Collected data
//! Full-snapshot subscriptions over a record source.
//!
//! Each update replaces the whole record set; there are no diffs. A failed
//! fetch is delivered as an error value and leaves the last good snapshot in
//! place on the consuming side.

use std::future::Future;
use std::time::Duration;

use tokio::sync::mpsc;
use tokio::time::MissedTickBehavior;

pub trait SnapshotSource: Send + Sync + 'static {
    type Record: Send + 'static;

    /// Current full result set.
    fn fetch(&self) -> impl Future<Output = anyhow::Result<Vec<Self::Record>>> + Send;
}

#[derive(Debug, Clone, PartialEq)]
pub enum SnapshotUpdate<T> {
    Snapshot(Vec<T>),
    Failed(String),
}

/// Polls `source` every `every` and forwards each result. The polling task
/// stops once the receiver is dropped.
pub fn subscribe<S: SnapshotSource>(
    source: S,
    every: Duration,
) -> mpsc::Receiver<SnapshotUpdate<S::Record>> {
    let (tx, rx) = mpsc::channel(4);

    tokio::spawn(async move {
        let mut ticker = tokio::time::interval(every);
        ticker.set_missed_tick_behavior(MissedTickBehavior::Delay);

        loop {
            ticker.tick().await;
            let update = match source.fetch().await {
                Ok(records) => {
                    tracing::debug!(records = records.len(), "snapshot fetched");
                    SnapshotUpdate::Snapshot(records)
                }
                Err(err) => {
                    tracing::warn!(error = %err, "snapshot fetch failed");
                    SnapshotUpdate::Failed(format!("{err:#}"))
                }
            };
            if tx.send(update).await.is_err() {
                tracing::debug!("snapshot subscriber gone, stopping");
                break;
            }
        }
    });

    rx
}

/// Consumer-side state: the last good snapshot plus the most recent error.
#[derive(Debug, Clone)]
pub struct SnapshotView<T> {
    records: Vec<T>,
    last_error: Option<String>,
    snapshots: u64,
}

impl<T> Default for SnapshotView<T> {
    fn default() -> Self {
        Self {
            records: Vec::new(),
            last_error: None,
            snapshots: 0,
        }
    }
}

impl<T> SnapshotView<T> {
    pub fn apply(&mut self, update: SnapshotUpdate<T>) {
        match update {
            SnapshotUpdate::Snapshot(records) => {
                self.records = records;
                self.last_error = None;
                self.snapshots += 1;
            }
            SnapshotUpdate::Failed(error) => {
                self.last_error = Some(error);
            }
        }
    }

    pub fn records(&self) -> &[T] {
        &self.records
    }

    pub fn last_error(&self) -> Option<&str> {
        self.last_error.as_deref()
    }

    /// False until the first successful snapshot arrives.
    pub fn is_ready(&self) -> bool {
        self.snapshots > 0
    }

    pub fn snapshots(&self) -> u64 {
        self.snapshots
    }
}

#[cfg(test)]
mod tests {
    use super::*;
    use std::collections::VecDeque;
    use std::sync::{Arc, Mutex};

    struct ScriptedSource {
        script: Arc<Mutex<VecDeque<Result<Vec<u32>, String>>>>,
    }

    impl SnapshotSource for ScriptedSource {
        type Record = u32;

        async fn fetch(&self) -> anyhow::Result<Vec<u32>> {
            let next = self.script.lock().unwrap().pop_front();
            match next {
                Some(Ok(records)) => Ok(records),
                Some(Err(message)) => Err(anyhow::anyhow!(message)),
                None => Ok(Vec::new()),
            }
        }
    }

    #[test]
    fn failures_keep_last_good_snapshot() {
        let mut view = SnapshotView::default();
        assert!(!view.is_ready());

        view.apply(SnapshotUpdate::Snapshot(vec![1, 2, 3]));
        view.apply(SnapshotUpdate::Failed("permission denied".to_string()));

        assert_eq!(view.records(), &[1, 2, 3]);
        assert_eq!(view.last_error(), Some("permission denied"));

        view.apply(SnapshotUpdate::Snapshot(vec![4]));
        assert_eq!(view.records(), &[4]);
        assert_eq!(view.last_error(), None);
        assert_eq!(view.snapshots(), 2);
    }

    #[tokio::test]
    async fn subscription_delivers_full_snapshots_in_order() {
        let script = Arc::new(Mutex::new(VecDeque::from(vec![
            Ok(vec![1, 2]),
            Err("unavailable".to_string()),
            Ok(vec![1, 2, 3]),
        ])));
        let mut rx = subscribe(
            ScriptedSource {
                script: script.clone(),
            },
            Duration::from_millis(5),
        );

        let mut view = SnapshotView::default();
        view.apply(rx.recv().await.unwrap());
        assert_eq!(view.records(), &[1, 2]);

        let failed = rx.recv().await.unwrap();
        assert!(matches!(&failed, SnapshotUpdate::Failed(msg) if msg == "unavailable"));
        view.apply(failed);
        assert_eq!(view.records(), &[1, 2]);

        view.apply(rx.recv().await.unwrap());
        assert_eq!(view.records(), &[1, 2, 3]);
        assert!(script.lock().unwrap().is_empty());
    }
}
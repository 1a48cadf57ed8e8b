use std::time::Duration;

use anyhow::Context;

/// Runtime configuration loaded from the environment (and `.env`).
///
/// | Env Var                    | Default |
/// |----------------------------|---------|
/// | `DATABASE_URL`             | none    |
/// | `SCOUT_DB_MAX_CONNECTIONS` | `5`     |
/// | `SCOUT_EVENT_LIMIT`        | `300`   |
/// | `SCOUT_POLL_INTERVAL_SECS` | `5`     |
#[derive(Debug, Clone, PartialEq)]
pub struct Config {
    /// Only store-backed commands need this.
    pub database_url: Option<String>,
    pub max_connections: u32,
    /// How many of the newest events a leaderboard snapshot reads.
    pub event_limit: i64,
    pub poll_interval: Duration,
}

impl Default for Config {
    fn default() -> Self {
        Self {
            database_url: None,
            max_connections: 5,
            event_limit: 300,
            poll_interval: Duration::from_secs(5),
        }
    }
}

impl Config {
    pub fn from_env() -> anyhow::Result<Self> {
        Self::from_lookup(|key| std::env::var(key).ok())
    }

    fn from_lookup(lookup: impl Fn(&str) -> Option<String>) -> anyhow::Result<Self> {
        let defaults = Self::default();

        let database_url = lookup("DATABASE_URL").filter(|url| !url.trim().is_empty());

        let max_connections = match lookup("SCOUT_DB_MAX_CONNECTIONS") {
            Some(raw) => raw
                .parse()
                .context("SCOUT_DB_MAX_CONNECTIONS must be a positive integer")?,
            None => defaults.max_connections,
        };

        let event_limit = match lookup("SCOUT_EVENT_LIMIT") {
            Some(raw) => raw
                .parse()
                .context("SCOUT_EVENT_LIMIT must be an integer")?,
            None => defaults.event_limit,
        };

        let poll_interval = match lookup("SCOUT_POLL_INTERVAL_SECS") {
            Some(raw) => Duration::from_secs(
                raw.parse()
                    .context("SCOUT_POLL_INTERVAL_SECS must be a whole number of seconds")?,
            ),
            None => defaults.poll_interval,
        };

        Ok(Self {
            database_url,
            max_connections,
            event_limit,
            poll_interval,
        })
    }

    pub fn require_database_url(&self) -> anyhow::Result<&str> {
        self.database_url
            .as_deref()
            .context("DATABASE_URL must be set to a production Postgres instance")
    }
}
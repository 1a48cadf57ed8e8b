//! Athlete jump/cut telemetry: classification, filtering, aggregation and
//! synthetic event generation over snapshots read from a Postgres store.

pub mod classify;
pub mod config;
pub mod db;
pub mod error;
pub mod filters;
pub mod generator;
pub mod metrics;
pub mod models;
pub mod report;
pub mod roster;
pub mod snapshot;
pub mod timestamp;
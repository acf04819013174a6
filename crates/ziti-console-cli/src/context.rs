//! Configuration layering and client construction shared by all commands.

use std::path::PathBuf;
use std::sync::Arc;

use anyhow::{Context as _, Result};
use clap::Args;
use ziti_console_client::ManagementClient;
use ziti_console_core::config::ConsoleConfig;
use ziti_console_core::notify::{Notifier, TracingNotifier};

/// Connection flags accepted by every command.
#[derive(Args, Debug, Clone, Default)]
pub struct GlobalArgs {
    /// TOML configuration file.
    #[arg(long, global = true, env = "ZITI_CONSOLE_CONFIG", value_name = "PATH")]
    pub config: Option<PathBuf>,

    /// Controller base URL (overrides file and environment).
    #[arg(long, global = true, value_name = "URL")]
    pub controller: Option<String>,

    /// `zt-session` token (overrides file and environment).
    #[arg(long, global = true, value_name = "TOKEN")]
    pub session: Option<String>,

    /// Emit logs as JSON lines on stderr.
    #[arg(long, global = true, default_value_t = false)]
    pub log_json: bool,
}

/// Resolved configuration plus the client built from it.
pub struct Context {
    pub config: ConsoleConfig,
    pub client: Arc<ManagementClient>,
    pub notifier: Arc<dyn Notifier>,
}

impl Context {
    /// Layer file, environment and flags, then build the client.
    pub fn from_args(args: &GlobalArgs) -> Result<Self> {
        let config = resolve_config(args)?;
        let client = ManagementClient::new(&config).context("Failed to build management client")?;
        tracing::debug!(?config, "configuration resolved");
        Ok(Self {
            config,
            client: Arc::new(client),
            notifier: Arc::new(TracingNotifier),
        })
    }
}

/// File, then `ZITI_CONSOLE_*` environment, then flags.
pub fn resolve_config(args: &GlobalArgs) -> Result<ConsoleConfig> {
    let mut config = match &args.config {
        Some(path) => ConsoleConfig::load(path)
            .with_context(|| format!("Failed to load configuration from {}", path.display()))?,
        None => ConsoleConfig::new(""),
    };
    config.apply_env();

    if let Some(controller) = &args.controller {
        config.controller_url.clone_from(controller);
    }
    if let Some(session) = &args.session {
        config.session_token = Some(session.clone());
    }

    if config.controller_url.trim().is_empty() {
        anyhow::bail!(
            "No controller configured: pass --controller, set ZITI_CONSOLE_CONTROLLER, or use --config"
        );
    }
    config.validate().context("Invalid configuration")?;
    Ok(config)
}
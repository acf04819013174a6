//! Name/id maps for entities that policies can pin by identity.

use std::collections::BTreeMap;

use serde::{Deserialize, Serialize};

use crate::models::EntityRef;

/// Display name to entity id, rebuilt from a listing.
#[derive(Debug, Clone, Default, PartialEq, Eq, Serialize, Deserialize)]
#[serde(transparent)]
pub struct NamedAttributeMap(BTreeMap<String, String>);

impl NamedAttributeMap {
    /// Create an empty map.
    #[must_use]
    pub const fn new() -> Self {
        Self(BTreeMap::new())
    }

    /// Build from a listing; a repeated name keeps the last id seen.
    #[must_use]
    pub fn from_entities<'a>(entities: impl IntoIterator<Item = &'a EntityRef>) -> Self {
        entities
            .into_iter()
            .map(|entity| (entity.name.clone(), entity.id.clone()))
            .collect()
    }

    /// Insert or overwrite a name.
    pub fn insert(&mut self, name: impl Into<String>, id: impl Into<String>) {
        self.0.insert(name.into(), id.into());
    }

    /// Id for a display name.
    #[must_use]
    pub fn id_of(&self, name: &str) -> Option<&str> {
        self.0.get(name).map(String::as_str)
    }

    /// Display names in order.
    pub fn names(&self) -> impl Iterator<Item = &str> {
        self.0.keys().map(String::as_str)
    }

    /// Number of names.
    #[must_use]
    pub fn len(&self) -> usize {
        self.0.len()
    }

    /// Whether the map is empty.
    #[must_use]
    pub fn is_empty(&self) -> bool {
        self.0.is_empty()
    }

    /// Derive the id to name map.
    #[must_use]
    pub fn invert(&self) -> InverseMap {
        invert(self)
    }
}

impl FromIterator<(String, String)> for NamedAttributeMap {
    fn from_iter<I: IntoIterator<Item = (String, String)>>(iter: I) -> Self {
        Self(iter.into_iter().collect())
    }
}

impl<const N: usize> From<[(&str, &str); N]> for NamedAttributeMap {
    fn from(pairs: [(&str, &str); N]) -> Self {
        pairs
            .into_iter()
            .map(|(name, id)| (name.to_string(), id.to_string()))
            .collect()
    }
}

/// Entity id to display name.
#[derive(Debug, Clone, Default, PartialEq, Eq)]
pub struct InverseMap(BTreeMap<String, String>);

impl InverseMap {
    /// Display name for an id.
    #[must_use]
    pub fn name_of(&self, id: &str) -> Option<&str> {
        self.0.get(id).map(String::as_str)
    }

    /// Number of ids.
    #[must_use]
    pub fn len(&self) -> usize {
        self.0.len()
    }

    /// Whether the map is empty.
    #[must_use]
    pub fn is_empty(&self) -> bool {
        self.0.is_empty()
    }
}

/// Invert a name to id map in one pass.
#[must_use]
pub fn invert(map: &NamedAttributeMap) -> InverseMap {
    InverseMap(
        map.0
            .iter()
            .map(|(name, id)| (id.clone(), name.clone()))
            .collect(),
    )
}
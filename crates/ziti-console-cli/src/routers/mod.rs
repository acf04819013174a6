//! `ziti-console edge-routers` commands.

use anyhow::{Context as _, Result, bail};
use chrono::Utc;
use clap::{Args, Subcommand};
use serde::Serialize;
use ziti_console_core::api::ListQuery;
use ziti_console_core::pages::{EdgeRouterRow, list_edge_routers, re_enroll_edge_router};

use crate::context::Context;

/// Edge router subcommands.
#[derive(Subcommand, Debug)]
pub enum RouterAction {
    /// List edge routers with their row actions.
    List(ListArgs),
    /// Issue a new enrollment JWT for a router.
    ReEnroll {
        /// Router id.
        id: String,

        /// Confirm that a connected router will be disconnected.
        #[arg(long, default_value_t = false)]
        yes: bool,
    },
}

/// Paging and filter flags.
#[derive(Args, Debug)]
pub struct ListArgs {
    /// 1-based page number.
    #[arg(long, default_value_t = 1)]
    pub page: u32,

    /// Rows per page (defaults to the configured page size).
    #[arg(long)]
    pub limit: Option<u32>,

    /// Filter predicate, e.g. `name contains "east"`.
    #[arg(long)]
    pub filter: Option<String>,

    /// Output JSON instead of a table.
    #[arg(long, default_value_t = false)]
    pub json: bool,
}

#[derive(Serialize)]
#[serde(rename_all = "camelCase")]
struct RouterListing<'a> {
    rows: &'a [EdgeRouterRow],
    total_count: u64,
}

/// Run an edge router subcommand.
pub async fn run(ctx: &Context, action: &RouterAction) -> Result<()> {
    match action {
        RouterAction::List(args) => list(ctx, args).await,
        RouterAction::ReEnroll { id, yes } => re_enroll(ctx, id, *yes).await,
    }
}

async fn re_enroll(ctx: &Context, id: &str, confirmed: bool) -> Result<()> {
    if !confirmed {
        bail!(
            "Re-enrolling disconnects router {id} until it enrolls with the new JWT; pass --yes to confirm"
        );
    }
    re_enroll_edge_router(ctx.client.as_ref(), ctx.notifier.as_ref(), id)
        .await
        .with_context(|| format!("Failed to re-enroll edge router {id}"))?;
    println!("Router re-enroll was sent. A new enrollment token is now available");
    Ok(())
}

async fn list(ctx: &Context, args: &ListArgs) -> Result<()> {
    let mut query = ListQuery::with_limit(args.limit.unwrap_or(ctx.config.page_size)).page(args.page);
    if let Some(filter) = &args.filter {
        query = query.filter(filter.clone());
    }

    let (rows, total_count) = list_edge_routers(ctx.client.as_ref(), &query, Utc::now())
        .await
        .context("Failed to list edge routers")?;

    if args.json {
        let listing = RouterListing {
            rows: &rows,
            total_count,
        };
        println!("{}", serde_json::to_string_pretty(&listing)?);
        return Ok(());
    }

    println!(
        "{:<24} {:<8} {:<9} {:<8} {:<20} ACTIONS",
        "NAME", "ONLINE", "VERIFIED", "OS", "TOKEN"
    );
    for row in &rows {
        let actions: Vec<&str> = row.actions.iter().map(|action| action.as_str()).collect();
        println!(
            "{:<24} {:<8} {:<9} {:<8} {:<20} {}",
            row.router.name,
            yes_no(row.router.is_online),
            yes_no(row.router.is_verified),
            row.os.as_str(),
            truncate(&row.token, 20),
            actions.join(",")
        );
    }
    println!("{} of {total_count} edge routers", rows.len());
    Ok(())
}

const fn yes_no(value: bool) -> &'static str {
    if value { "yes" } else { "no" }
}

fn truncate(value: &str, width: usize) -> String {
    if value.chars().count() <= width {
        return value.to_string();
    }
    let mut cut: String = value.chars().take(width.saturating_sub(3)).collect();
    cut.push_str("...");
    cut
}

WORK INSTRUCTIONS
Every line of the entries above that holds "static" should be copied out.

WRITTEN SOLUTION
pub trait SnapshotSource: Send + Sync + 'static {
    type Record: Send + 'static;
const fn yes_no(value: bool) -> &'static str {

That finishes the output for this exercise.